Go through the records below and report each line with "PropertyMap" in it.
----------------------------------------
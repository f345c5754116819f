//! Clusters and their datastores.

use std::collections::BTreeMap;

use fleet_core::config::ClusterConfig;
use regex::Regex;
use serde::Deserialize;

use crate::client::PropertyMap;
use crate::datastore::{Datastore, DiskKind};
use crate::error::{PlacementError, PlacementResult};

/// Datastore name patterns used to classify a cluster's storage.
#[derive(Debug, Clone)]
pub struct DatastorePatterns {
    pub ephemeral: Regex,
    pub persistent: Regex,
}

impl DatastorePatterns {
    pub fn new(ephemeral: &str, persistent: &str) -> PlacementResult<Self> {
        let compile = |pattern: &str| {
            Regex::new(pattern).map_err(|e| PlacementError::InvalidPattern {
                pattern: pattern.to_string(),
                reason: e.to_string(),
            })
        };
        Ok(Self {
            ephemeral: compile(ephemeral)?,
            persistent: compile(persistent)?,
        })
    }

    /// Classifications matching `name`; a datastore may match both.
    pub fn classify(&self, name: &str) -> Vec<DiskKind> {
        let mut kinds = Vec::new();
        if self.ephemeral.is_match(name) {
            kinds.push(DiskKind::Ephemeral);
        }
        if self.persistent.is_match(name) {
            kinds.push(DiskKind::Persistent);
        }
        kinds
    }
}

#[derive(Debug, Deserialize)]
struct ClusterProperties {
    #[serde(default)]
    datastore: Vec<Datastore>,
    #[serde(rename = "summary.effectiveMemory", default)]
    effective_memory_mb: u64,
    #[serde(rename = "host.usedMemory", default)]
    used_memory_mb: u64,
}

/// A compute cluster inside one datacenter.
#[derive(Debug, Clone)]
pub struct Cluster {
    name: String,
    datacenter: String,
    config: ClusterConfig,
    mem_overcommit: f64,
    effective_memory_mb: u64,
    used_memory_mb: u64,
    ephemeral: BTreeMap<String, Datastore>,
    persistent: BTreeMap<String, Datastore>,
}

impl Cluster {
    /// Inventory properties fetched for every cluster.
    pub const PROPERTIES: [&'static str; 4] = [
        "name",
        "datastore",
        "summary.effectiveMemory",
        "host.usedMemory",
    ];

    pub fn new(
        datacenter: &str,
        name: &str,
        patterns: &DatastorePatterns,
        mem_overcommit: f64,
        config: ClusterConfig,
        properties: &PropertyMap,
    ) -> PlacementResult<Self> {
        let object = properties
            .iter()
            .map(|(k, v)| (k.clone(), v.clone()))
            .collect::<serde_json::Map<_, _>>();
        let props: ClusterProperties = serde_json::from_value(serde_json::Value::Object(object))
            .map_err(|e| PlacementError::InvalidProperties {
                cluster: name.to_string(),
                reason: e.to_string(),
            })?;

        let mut ephemeral = BTreeMap::new();
        let mut persistent = BTreeMap::new();
        for datastore in props.datastore {
            for kind in patterns.classify(&datastore.name) {
                let target = match kind {
                    DiskKind::Ephemeral => &mut ephemeral,
                    DiskKind::Persistent => &mut persistent,
                };
                target.insert(datastore.name.clone(), datastore.clone());
            }
        }

        Ok(Self {
            name: name.to_string(),
            datacenter: datacenter.to_string(),
            config,
            mem_overcommit,
            effective_memory_mb: props.effective_memory_mb,
            used_memory_mb: props.used_memory_mb,
            ephemeral,
            persistent,
        })
    }

    pub fn name(&self) -> &str {
        &self.name
    }

    pub fn datacenter(&self) -> &str {
        &self.datacenter
    }

    pub fn resource_pool(&self) -> Option<&str> {
        self.config.resource_pool.as_deref()
    }

    pub fn persistent_datastores(&self) -> &BTreeMap<String, Datastore> {
        &self.persistent
    }

    pub fn ephemeral_datastores(&self) -> &BTreeMap<String, Datastore> {
        &self.ephemeral
    }

    /// Schedulable memory: effective memory scaled by overcommit, minus usage.
    pub fn free_memory_mb(&self) -> u64 {
        let schedulable = (self.effective_memory_mb as f64 * self.mem_overcommit) as u64;
        schedulable.saturating_sub(self.used_memory_mb)
    }
}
----------------------------------------
#### [Reply to the exercise]
use crate::client::PropertyMap;
        properties: &PropertyMap,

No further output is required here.